Let $f$ be a function on $[0,1] \rightarrow \mathbb{R}$ such that
- $ \int_0^1 |f(x)| d x < \infty$ and
- $ \frac{1}{N} \sum_{i=0}^{N} f\left( \frac{i}{N} \right) \rightarrow \int f(x) dx$.
Does this imply the convergence \begin{align} \sum_{i=0}^{N}\int_{\Delta_{i,N}} \left| f(x) - f\left( \frac{i}{N} \right) \right| d x = \int_{0}^{1} \left| f(x) - \sum_{i=0}^{N} f\left( \frac{i}{N} \right) 1_{x \in \Delta_{i,N}} \right| d x \rightarrow 0 \end{align} where $\Delta_{i,N}= \left\{ x \in [0,1] : | \frac{i}{N}-x | \leq \frac{1}{2N} \right\}$?
Obviously that is true for all continuous function $f$, but is it also true for all $f$ that satisfy the two conditions given above?
If not, is it possible to characterise a larger class of functions for which this is true?
You mention $L^1$ in the title but the tags are about the Riemann integral.

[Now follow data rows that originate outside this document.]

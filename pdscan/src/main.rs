//! Personal data scanner.
//!
//! Samples a data store through the pdscan engine and prints the report.
//!
//! # Security Guarantees
//! - Read-only source access only
//! - No credentials stored or logged
//! - Matched values printed only with `--show-data`

use anyhow::Context;
use clap::Parser;
use pdscan::{Cli, EXIT_FATAL, OutputFormat, render_text};
use pdscan_core::logging::{LogFormat, init_logging_with_format};
use pdscan_core::{
    DefaultAdapterFactory, FanoutSink, JsonlSink, LocalTaskQueue, Report, RuleSet, ScanEventSink,
    ScanOrchestrator, TracingSink, create_adapter, redact_database_url,
};
use std::sync::Arc;
use std::time::Duration;
use tracing::{error, info, warn};

#[tokio::main]
async fn main() {
    let cli = Cli::parse();

    let format = if cli.global.log_json {
        LogFormat::Json
    } else {
        LogFormat::Text
    };
    if let Err(e) = init_logging_with_format(cli.global.verbose, cli.global.quiet, format) {
        eprintln!("Error: {}", e);
        std::process::exit(EXIT_FATAL);
    }

    let code = match run(&cli).await {
        Ok(report) => match print_report(&report, cli.format) {
            Ok(()) => report.exit_code(),
            Err(e) => {
                error!("{:#}", e);
                EXIT_FATAL
            }
        },
        Err(e) => {
            error!("Scan failed: {:#}", e);
            EXIT_FATAL
        }
    };
    std::process::exit(code);
}

async fn run(cli: &Cli) -> anyhow::Result<Report> {
    info!("Target: {}", redact_database_url(&cli.url));

    let config = cli.adapter_config();
    let options = cli.scan_options();
    let rules = Arc::new(RuleSet::builtin()?);
    let adapter = create_adapter(config).context("Failed to create source adapter")?;
    info!("Created {} adapter", adapter.source_type());

    let mut sinks: Vec<Arc<dyn ScanEventSink>> = vec![Arc::new(TracingSink)];
    if cli.events {
        sinks.push(Arc::new(JsonlSink::new(std::io::stderr())));
    }

    let mut orchestrator = ScanOrchestrator::new(adapter, Arc::clone(&rules))
        .with_event_sink(Arc::new(FanoutSink::new(sinks)));
    if cli.distributed {
        let workers = usize::try_from(options.processes).unwrap_or(1);
        let queue = LocalTaskQueue::new(Arc::new(DefaultAdapterFactory), rules, workers);
        orchestrator =
            orchestrator.with_task_queue(Arc::new(queue), Duration::from_secs(cli.task_timeout));
    }

    let cancel = orchestrator.cancellation_token();
    tokio::spawn(async move {
        if tokio::signal::ctrl_c().await.is_ok() {
            warn!("Interrupt received, cancelling scan");
            cancel.cancel();
        }
    });

    let report = orchestrator.scan(&options).await?;
    info!(
        "Scan finished: {} matches, {} units scanned, {} failed",
        report.matches.len(),
        report.units_scanned.len(),
        report.units_failed.len()
    );
    Ok(report)
}

fn print_report(report: &Report, format: OutputFormat) -> anyhow::Result<()> {
    match format {
        OutputFormat::Json => {
            let json =
                serde_json::to_string_pretty(report).context("Failed to serialize report")?;
            println!("{}", json);
        }
        OutputFormat::Text => print!("{}", render_text(report)),
    }
    Ok(())
}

If $f$ is Riemann integrable then the answer is yes; this is easy to see from the definition. (Maybe it's simplest to use the version in terms of upper and lower sums.)

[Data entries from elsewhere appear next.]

//! Scan orchestration.
//!
//! [`ScanOrchestrator`] drives one scan invocation through
//! `Created → Enumerating → Scanning → Aggregating → Completed | Failed`:
//! it validates options, connects, enumerates units, dispatches unit-scans
//! (sequentially, bounded-parallel or through a [`TaskQueue`]), isolates
//! per-unit failures and merges everything into a [`Report`].
//!
//! # Cancellation
//! Cancelling the token from [`ScanOrchestrator::cancellation_token`] (or
//! hitting `scan_timeout_secs`) stops dispatching. Unit-scans already running
//! get `cancel_grace_ms` to finish and are then dropped, which releases their
//! connections. Aborted and undispatched units are reported as `Cancelled`.

mod aggregate;
mod unit;

pub use aggregate::ReportBuilder;
pub use unit::{UnitAccumulator, UnitScanOutput, scan_unit};

use crate::Result;
use crate::adapters::{ScanOptions, SourceAdapter, UnitFilter};
use crate::distributed::{TaskOutcome, TaskQueue, UnitScanTask};
use crate::error::{ErrorKind, ScanError};
use crate::events::{NoopSink, ScanEvent, ScanEventSink};
use crate::models::Unit;
use crate::report::{Report, UnitFailure};
use crate::rules::{ActiveRules, RuleSet};
use futures::StreamExt;
use futures::future::BoxFuture;
use futures::stream;
use std::pin::Pin;
use std::sync::Arc;
use std::time::{Duration, Instant};
use tokio::sync::watch;
use tokio::time::Sleep;
use tokio_util::sync::CancellationToken;
use uuid::Uuid;

/// Default wait for one distributed task.
pub const DEFAULT_TASK_TIMEOUT: Duration = Duration::from_secs(300);

/// Lifecycle state of a scan invocation.
#[derive(Debug, Clone, Copy, PartialEq, Eq, serde::Serialize, serde::Deserialize)]
#[serde(rename_all = "snake_case")]
pub enum ScanState {
    Created,
    Enumerating,
    Scanning,
    Aggregating,
    Completed,
    Failed,
}

impl ScanState {
    pub fn is_terminal(self) -> bool {
        matches!(self, Self::Completed | Self::Failed)
    }
}

/// Result of one unit-scan as seen by the aggregation loop.
#[derive(Debug)]
pub struct UnitResult {
    pub unit: String,
    pub outcome: std::result::Result<UnitScanOutput, UnitFailure>,
}

impl UnitResult {
    fn failed(unit: &Unit, kind: ErrorKind, message: impl Into<String>) -> Self {
        Self {
            unit: unit.name.clone(),
            outcome: Err(UnitFailure {
                unit: unit.name.clone(),
                error_kind: kind,
                message: message.into(),
            }),
        }
    }

    fn from_error(unit: &Unit, error: &ScanError) -> Self {
        Self::failed(unit, error.kind(), error.to_string())
    }
}

/// Coordinates one scan over one adapter.
///
/// The adapter is connected at the start of [`scan`](Self::scan) and closed
/// on every exit path, so an orchestrator runs a single scan.
pub struct ScanOrchestrator {
    adapter: Arc<dyn SourceAdapter>,
    rules: Arc<RuleSet>,
    events: Arc<dyn ScanEventSink>,
    queue: Option<(Arc<dyn TaskQueue>, Duration)>,
    cancel: CancellationToken,
    state: watch::Sender<ScanState>,
}

impl ScanOrchestrator {
    pub fn new(adapter: Arc<dyn SourceAdapter>, rules: Arc<RuleSet>) -> Self {
        let (state, _) = watch::channel(ScanState::Created);
        Self {
            adapter,
            rules,
            events: Arc::new(NoopSink),
            queue: None,
            cancel: CancellationToken::new(),
            state,
        }
    }

    /// Sends lifecycle events to `sink`.
    pub fn with_event_sink(mut self, sink: Arc<dyn ScanEventSink>) -> Self {
        self.events = sink;
        self
    }

    /// Dispatches unit-scans through `queue`, waiting at most `task_timeout`
    /// for each result.
    pub fn with_task_queue(mut self, queue: Arc<dyn TaskQueue>, task_timeout: Duration) -> Self {
        self.queue = Some((queue, task_timeout));
        self
    }

    /// Token that cancels the running scan.
    pub fn cancellation_token(&self) -> CancellationToken {
        self.cancel.clone()
    }

    pub fn state(&self) -> watch::Receiver<ScanState> {
        self.state.subscribe()
    }

    fn set_state(&self, state: ScanState) {
        tracing::trace!("Scan state -> {:?}", state);
        self.state.send_replace(state);
    }

    /// Runs the scan.
    ///
    /// # Errors
    /// Returns a configuration error for invalid options, or the adapter's
    /// error when connecting or enumerating fails. Unit failures never
    /// surface here; they are recorded in the report.
    pub async fn scan(&self, options: &ScanOptions) -> Result<Report> {
        let scan_id = Uuid::new_v4();
        let result = self.run(scan_id, options).await;

        if let Err(e) = self.adapter.close().await {
            tracing::warn!("Failed to close adapter for {}: {}", self.adapter.source_name(), e);
        }

        match result {
            Ok(report) => {
                self.set_state(ScanState::Completed);
                self.events.emit(ScanEvent::ScanCompleted {
                    scan_id,
                    matches: report.matches.len(),
                    units_scanned: report.units_scanned.len(),
                    units_failed: report.units_failed.len(),
                    cancelled: report.cancelled,
                });
                Ok(report)
            }
            Err(e) => {
                self.set_state(ScanState::Failed);
                self.events.emit(ScanEvent::ScanFailed {
                    scan_id,
                    error_kind: e.kind(),
                    message: e.to_string(),
                });
                Err(e)
            }
        }
    }

    async fn run(&self, scan_id: Uuid, options: &ScanOptions) -> Result<Report> {
        let started = Instant::now();
        options.validate()?;
        let active = Arc::new(self.rules.select(options)?);
        let source = self.adapter.source_name();

        self.set_state(ScanState::Enumerating);
        let filter = UnitFilter::from_options(options);
        let units = tokio::select! {
            biased;
            _ = self.cancel.cancelled() => return Err(ScanError::Cancelled),
            units = async {
                self.adapter.connect().await?;
                self.adapter.enumerate_units(&filter).await
            } => units?,
        };

        tracing::info!(
            "Scanning {} units of {} with {} rules",
            units.len(),
            source,
            active.len()
        );
        self.events.emit(ScanEvent::ScanStarted {
            scan_id,
            source: source.clone(),
            units: units.len(),
        });

        self.set_state(ScanState::Scanning);
        let mut builder = ReportBuilder::new(scan_id, source, options, active.ids());
        let cancelled = self.dispatch(scan_id, units, &active, options, &mut builder).await;

        self.set_state(ScanState::Aggregating);
        Ok(builder.finish(cancelled, started))
    }

    /// Runs every unit-scan and feeds the results to `builder`.
    ///
    /// Returns whether the scan was cancelled.
    async fn dispatch(
        &self,
        scan_id: Uuid,
        units: Vec<Unit>,
        active: &Arc<ActiveRules>,
        options: &ScanOptions,
        builder: &mut ReportBuilder,
    ) -> bool {
        let abort = CancellationToken::new();
        let concurrency = match &self.queue {
            Some(_) => units.len().max(1),
            None => usize::try_from(options.processes).unwrap_or(1).max(1),
        };

        let mut results = stream::iter(units)
            .map(|unit| self.unit_future(scan_id, unit, active, options, &abort))
            .buffer_unordered(concurrency);

        let mut deadline: Option<Pin<Box<Sleep>>> =
            options.scan_timeout().map(|d| Box::pin(tokio::time::sleep(d)));
        let mut grace: Option<Pin<Box<Sleep>>> = None;
        let mut cancel_seen = false;

        loop {
            tokio::select! {
                next = results.next() => match next {
                    Some(result) => self.record(scan_id, result, options, builder),
                    None => break,
                },
                _ = self.cancel.cancelled(), if !cancel_seen => {
                    cancel_seen = true;
                    tracing::info!(
                        "Scan cancelled, waiting up to {:?} for running units",
                        options.cancel_grace()
                    );
                    grace = Some(Box::pin(tokio::time::sleep(options.cancel_grace())));
                },
                _ = wait_for(&mut deadline) => {
                    deadline = None;
                    tracing::warn!("Scan timeout elapsed, cancelling");
                    self.cancel.cancel();
                },
                _ = wait_for(&mut grace) => {
                    grace = None;
                    tracing::debug!("Grace period over, aborting running units");
                    abort.cancel();
                },
            }
        }

        self.cancel.is_cancelled()
    }

    fn record(
        &self,
        scan_id: Uuid,
        result: UnitResult,
        options: &ScanOptions,
        builder: &mut ReportBuilder,
    ) {
        match &result.outcome {
            Ok(output) => {
                let min_count = u64::from(options.min_count);
                self.events.emit(ScanEvent::UnitCompleted {
                    scan_id,
                    unit: result.unit.clone(),
                    matches: output.matches.iter().filter(|m| m.count >= min_count).count(),
                    records_sampled: output.records_sampled,
                });
            }
            Err(failure) => {
                tracing::warn!(
                    "Unit '{}' failed ({}): {}",
                    failure.unit,
                    failure.error_kind,
                    failure.message
                );
                self.events.emit(ScanEvent::UnitFailed {
                    scan_id,
                    unit: failure.unit.clone(),
                    error_kind: failure.error_kind,
                    message: failure.message.clone(),
                });
            }
        }
        builder.add(result);
    }

    /// Future for one unit. Resolves immediately to a `Cancelled` failure
    /// when the scan was cancelled before the unit was dispatched.
    fn unit_future<'a>(
        &'a self,
        scan_id: Uuid,
        unit: Unit,
        active: &'a Arc<ActiveRules>,
        options: &'a ScanOptions,
        abort: &'a CancellationToken,
    ) -> BoxFuture<'a, UnitResult> {
        Box::pin(async move {
            if self.cancel.is_cancelled() {
                return UnitResult::failed(&unit, ErrorKind::Cancelled, "scan cancelled before dispatch");
            }
            match &self.queue {
                Some((queue, task_timeout)) => {
                    self.remote_unit(scan_id, unit, active, options, abort, queue.as_ref(), *task_timeout)
                        .await
                }
                None => self.local_unit(unit, active, options, abort).await,
            }
        })
    }

    async fn local_unit(
        &self,
        unit: Unit,
        active: &ActiveRules,
        options: &ScanOptions,
        abort: &CancellationToken,
    ) -> UnitResult {
        tracing::debug!("Scanning unit '{}'", unit.name);
        let scan = scan_unit(self.adapter.as_ref(), &unit, active, options, abort);
        let outcome = match options.unit_timeout() {
            Some(limit) => match tokio::time::timeout(limit, scan).await {
                Ok(outcome) => outcome,
                Err(_) => Err(ScanError::timeout(
                    format!("Scan of unit '{}'", unit.name),
                    limit,
                )),
            },
            None => scan.await,
        };

        match outcome {
            Ok(output) => UnitResult {
                unit: unit.name,
                outcome: Ok(output),
            },
            Err(e) => UnitResult::from_error(&unit, &e),
        }
    }

    #[allow(clippy::too_many_arguments)]
    async fn remote_unit(
        &self,
        scan_id: Uuid,
        unit: Unit,
        active: &ActiveRules,
        options: &ScanOptions,
        abort: &CancellationToken,
        queue: &dyn TaskQueue,
        task_timeout: Duration,
    ) -> UnitResult {
        let started = Instant::now();
        let task = UnitScanTask {
            task_id: Uuid::new_v4(),
            adapter_type: self.adapter.source_type(),
            adapter_config: self.adapter.config().clone(),
            unit: unit.clone(),
            rule_ids: active.ids().into_iter().collect(),
            scan_options: options.clone(),
        };
        tracing::debug!(
            "Submitting task {} for unit '{}' (scan {})",
            task.task_id,
            unit.name,
            scan_id
        );

        let ticket = match queue.submit(task).await {
            Ok(ticket) => ticket,
            Err(e) => return UnitResult::from_error(&unit, &e),
        };

        // The task timeout runs from pickup, not from submission.
        let reply = tokio::select! {
            biased;
            _ = abort.cancelled() => None,
            reply = async {
                queue.wait_started(&ticket).await?;
                Ok::<_, ScanError>(tokio::time::timeout(task_timeout, queue.wait(ticket)).await)
            } => Some(reply),
        };

        let reply = match reply {
            Some(Ok(Ok(Ok(result)))) => Ok(Ok(result)),
            Some(Ok(Ok(Err(lost))) | Err(lost)) => {
                queue.cancel(&ticket).await;
                Ok(Err(lost))
            }
            Some(Ok(Err(elapsed))) => {
                queue.cancel(&ticket).await;
                Err(elapsed)
            }
            None => {
                queue.cancel(&ticket).await;
                return UnitResult::failed(&unit, ErrorKind::Cancelled, ScanError::Cancelled.to_string());
            }
        };

        match reply {
            Ok(Ok(result)) => match result.outcome {
                TaskOutcome::Matches {
                    matches,
                    records_sampled,
                    fields,
                } => UnitResult {
                    unit: unit.name.clone(),
                    outcome: Ok(UnitScanOutput {
                        unit: unit.name,
                        matches,
                        records_sampled,
                        fields,
                        duration_ms: unit::elapsed_ms(started),
                    }),
                },
                TaskOutcome::Failed {
                    error_kind,
                    message,
                } => UnitResult::failed(&unit, error_kind, message),
            },
            Ok(Err(e)) => UnitResult::failed(
                &unit,
                ErrorKind::Timeout,
                format!("task {} lost: {}", ticket.task_id, e),
            ),
            Err(_) => UnitResult::failed(
                &unit,
                ErrorKind::Timeout,
                ScanError::timeout(format!("Task {}", ticket.task_id), task_timeout).to_string(),
            ),
        }
    }
}

async fn wait_for(sleep: &mut Option<Pin<Box<Sleep>>>) {
    match sleep {
        Some(sleep) => sleep.as_mut().await,
        None => std::future::pending().await,
    }
}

On the other hand, $L^1$ refers to the Lebesgue integral. If you've talking about a Lebesgue integrable function the answer is no. Clearly no, since modifying $f$ on a set of measure zero does not change the integral but does change those Riemann sums. For example, start with any $f$ you like such that $\int_0^1 f=0$ but $\int_0^1|f|>0$, and now modify $f$ so $f(j/N)=0$ for all $j,N$.